### Dataset extract
──────────────────────────────
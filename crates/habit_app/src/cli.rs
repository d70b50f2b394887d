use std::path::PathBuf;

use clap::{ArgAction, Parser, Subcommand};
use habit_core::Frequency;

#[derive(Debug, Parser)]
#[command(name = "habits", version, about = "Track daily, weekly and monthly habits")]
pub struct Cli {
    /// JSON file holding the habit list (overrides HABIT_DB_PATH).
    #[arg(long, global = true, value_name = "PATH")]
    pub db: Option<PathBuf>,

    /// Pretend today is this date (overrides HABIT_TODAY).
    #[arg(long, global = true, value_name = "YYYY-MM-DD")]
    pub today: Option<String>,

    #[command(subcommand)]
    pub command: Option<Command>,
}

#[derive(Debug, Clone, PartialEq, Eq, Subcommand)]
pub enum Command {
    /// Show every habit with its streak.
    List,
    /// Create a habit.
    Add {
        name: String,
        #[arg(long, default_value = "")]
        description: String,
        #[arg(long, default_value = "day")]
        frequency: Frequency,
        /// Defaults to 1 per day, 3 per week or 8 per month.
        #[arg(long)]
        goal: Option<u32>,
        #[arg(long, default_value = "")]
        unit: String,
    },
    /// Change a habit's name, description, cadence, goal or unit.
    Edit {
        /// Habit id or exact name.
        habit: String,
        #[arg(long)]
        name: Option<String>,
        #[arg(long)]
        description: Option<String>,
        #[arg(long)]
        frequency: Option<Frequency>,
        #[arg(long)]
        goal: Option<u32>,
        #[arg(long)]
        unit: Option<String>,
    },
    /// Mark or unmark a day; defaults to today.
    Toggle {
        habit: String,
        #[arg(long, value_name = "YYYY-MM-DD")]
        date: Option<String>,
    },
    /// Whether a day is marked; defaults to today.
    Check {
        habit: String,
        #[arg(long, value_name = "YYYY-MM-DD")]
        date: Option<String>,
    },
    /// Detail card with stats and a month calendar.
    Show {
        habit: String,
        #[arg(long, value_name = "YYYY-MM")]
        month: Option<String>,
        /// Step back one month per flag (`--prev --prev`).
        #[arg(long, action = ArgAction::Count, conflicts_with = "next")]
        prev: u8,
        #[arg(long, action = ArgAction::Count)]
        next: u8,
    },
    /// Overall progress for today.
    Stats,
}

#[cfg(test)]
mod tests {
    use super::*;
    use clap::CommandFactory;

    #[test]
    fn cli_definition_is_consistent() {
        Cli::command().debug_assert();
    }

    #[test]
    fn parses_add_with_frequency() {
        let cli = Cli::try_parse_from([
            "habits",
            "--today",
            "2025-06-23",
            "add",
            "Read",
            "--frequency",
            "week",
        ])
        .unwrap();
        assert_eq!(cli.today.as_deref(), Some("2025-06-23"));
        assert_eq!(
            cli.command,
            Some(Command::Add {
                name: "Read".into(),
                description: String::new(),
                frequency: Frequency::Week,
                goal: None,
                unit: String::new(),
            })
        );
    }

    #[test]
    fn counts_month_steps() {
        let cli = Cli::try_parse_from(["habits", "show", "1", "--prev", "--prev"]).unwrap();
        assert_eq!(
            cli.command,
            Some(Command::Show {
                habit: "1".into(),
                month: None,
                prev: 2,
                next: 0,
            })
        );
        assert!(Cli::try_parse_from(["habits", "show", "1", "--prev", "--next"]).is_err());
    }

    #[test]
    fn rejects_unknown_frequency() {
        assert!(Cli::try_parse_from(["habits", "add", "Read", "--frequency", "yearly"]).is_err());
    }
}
──────────────────────────────
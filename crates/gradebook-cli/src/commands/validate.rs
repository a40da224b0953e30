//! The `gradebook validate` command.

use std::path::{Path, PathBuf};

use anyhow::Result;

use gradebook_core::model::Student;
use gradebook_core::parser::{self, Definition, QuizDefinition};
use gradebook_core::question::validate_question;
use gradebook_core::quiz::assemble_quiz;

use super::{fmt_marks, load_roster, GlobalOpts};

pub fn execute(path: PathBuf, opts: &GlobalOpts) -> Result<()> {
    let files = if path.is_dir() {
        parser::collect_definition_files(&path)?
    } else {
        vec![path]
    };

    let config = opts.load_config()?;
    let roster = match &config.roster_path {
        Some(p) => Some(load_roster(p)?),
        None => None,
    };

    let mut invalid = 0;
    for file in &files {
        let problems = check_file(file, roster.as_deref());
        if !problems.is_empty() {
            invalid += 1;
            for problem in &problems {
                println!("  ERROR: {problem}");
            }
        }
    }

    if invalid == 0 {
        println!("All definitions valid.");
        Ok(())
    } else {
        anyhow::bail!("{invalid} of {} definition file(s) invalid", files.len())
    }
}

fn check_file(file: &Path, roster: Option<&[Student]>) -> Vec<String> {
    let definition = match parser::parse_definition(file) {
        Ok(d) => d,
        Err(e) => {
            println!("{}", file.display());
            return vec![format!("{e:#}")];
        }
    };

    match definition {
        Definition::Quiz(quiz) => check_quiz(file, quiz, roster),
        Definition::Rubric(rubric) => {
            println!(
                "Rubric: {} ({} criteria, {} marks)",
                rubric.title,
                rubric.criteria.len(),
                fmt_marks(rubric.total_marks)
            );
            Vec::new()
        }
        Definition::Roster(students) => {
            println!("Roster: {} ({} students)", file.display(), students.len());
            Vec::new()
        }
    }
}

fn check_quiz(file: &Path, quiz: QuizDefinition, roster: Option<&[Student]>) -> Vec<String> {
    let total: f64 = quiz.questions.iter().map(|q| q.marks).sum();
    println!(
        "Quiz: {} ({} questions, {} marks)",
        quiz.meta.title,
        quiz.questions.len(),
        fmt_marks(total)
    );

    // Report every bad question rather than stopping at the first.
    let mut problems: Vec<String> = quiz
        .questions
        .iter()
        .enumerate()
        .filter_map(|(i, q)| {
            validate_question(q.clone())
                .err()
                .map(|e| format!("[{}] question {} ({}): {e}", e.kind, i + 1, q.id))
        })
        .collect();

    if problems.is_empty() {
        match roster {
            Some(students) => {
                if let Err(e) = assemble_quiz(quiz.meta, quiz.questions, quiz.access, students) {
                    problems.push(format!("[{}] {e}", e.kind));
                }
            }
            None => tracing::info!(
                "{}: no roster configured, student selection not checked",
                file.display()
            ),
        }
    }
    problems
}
──────────────────────────────
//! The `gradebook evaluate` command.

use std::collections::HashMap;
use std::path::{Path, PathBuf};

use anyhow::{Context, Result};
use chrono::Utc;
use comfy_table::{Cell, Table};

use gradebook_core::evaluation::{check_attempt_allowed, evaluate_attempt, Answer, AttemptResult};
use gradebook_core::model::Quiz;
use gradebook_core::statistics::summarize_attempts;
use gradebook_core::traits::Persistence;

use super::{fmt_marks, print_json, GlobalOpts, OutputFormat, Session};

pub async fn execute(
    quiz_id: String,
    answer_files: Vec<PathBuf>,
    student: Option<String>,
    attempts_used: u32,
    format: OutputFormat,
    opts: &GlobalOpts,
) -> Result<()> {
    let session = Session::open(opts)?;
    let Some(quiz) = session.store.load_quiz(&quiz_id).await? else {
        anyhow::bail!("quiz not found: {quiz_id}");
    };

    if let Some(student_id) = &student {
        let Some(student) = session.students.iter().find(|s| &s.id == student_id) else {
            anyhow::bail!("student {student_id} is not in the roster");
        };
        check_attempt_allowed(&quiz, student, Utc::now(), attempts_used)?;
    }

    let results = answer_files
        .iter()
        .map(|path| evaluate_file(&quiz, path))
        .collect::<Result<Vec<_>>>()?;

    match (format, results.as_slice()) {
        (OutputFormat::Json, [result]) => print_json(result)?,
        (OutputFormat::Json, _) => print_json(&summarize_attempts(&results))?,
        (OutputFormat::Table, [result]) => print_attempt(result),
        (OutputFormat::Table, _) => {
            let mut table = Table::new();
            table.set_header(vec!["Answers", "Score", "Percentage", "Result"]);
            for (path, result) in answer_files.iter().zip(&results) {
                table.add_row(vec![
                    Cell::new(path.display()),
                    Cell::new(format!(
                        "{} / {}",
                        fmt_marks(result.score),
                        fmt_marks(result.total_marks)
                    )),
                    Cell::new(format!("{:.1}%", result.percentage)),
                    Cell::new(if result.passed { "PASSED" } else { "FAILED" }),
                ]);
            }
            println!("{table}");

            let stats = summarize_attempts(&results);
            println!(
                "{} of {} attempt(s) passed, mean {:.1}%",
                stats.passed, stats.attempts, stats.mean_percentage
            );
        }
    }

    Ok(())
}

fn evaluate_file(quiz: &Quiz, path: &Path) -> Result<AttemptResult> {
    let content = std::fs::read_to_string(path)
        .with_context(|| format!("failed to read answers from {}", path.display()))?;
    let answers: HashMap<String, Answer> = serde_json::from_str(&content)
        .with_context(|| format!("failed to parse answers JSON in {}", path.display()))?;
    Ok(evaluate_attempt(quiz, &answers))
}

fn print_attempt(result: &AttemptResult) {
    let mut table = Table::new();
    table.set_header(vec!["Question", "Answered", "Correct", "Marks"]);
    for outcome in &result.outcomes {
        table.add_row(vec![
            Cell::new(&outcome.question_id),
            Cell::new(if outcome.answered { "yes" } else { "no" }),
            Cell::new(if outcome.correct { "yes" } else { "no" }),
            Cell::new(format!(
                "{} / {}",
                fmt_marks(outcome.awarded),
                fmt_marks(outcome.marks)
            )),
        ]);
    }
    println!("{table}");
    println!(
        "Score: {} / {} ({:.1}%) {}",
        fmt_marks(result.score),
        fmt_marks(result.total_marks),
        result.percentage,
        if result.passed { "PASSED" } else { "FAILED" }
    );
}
──────────────────────────────
### Your objective
Return every line from the entries above that includes the word "else".

### Response
    } else {
    } else {
    let Some(quiz) = session.store.load_quiz(&quiz_id).await? else {
        let Some(student) = session.students.iter().find(|s| &s.id == student_id) else {
                    Cell::new(if result.passed { "PASSED" } else { "FAILED" }),
            Cell::new(if outcome.answered { "yes" } else { "no" }),
            Cell::new(if outcome.correct { "yes" } else { "no" }),
        if result.passed { "PASSED" } else { "FAILED" }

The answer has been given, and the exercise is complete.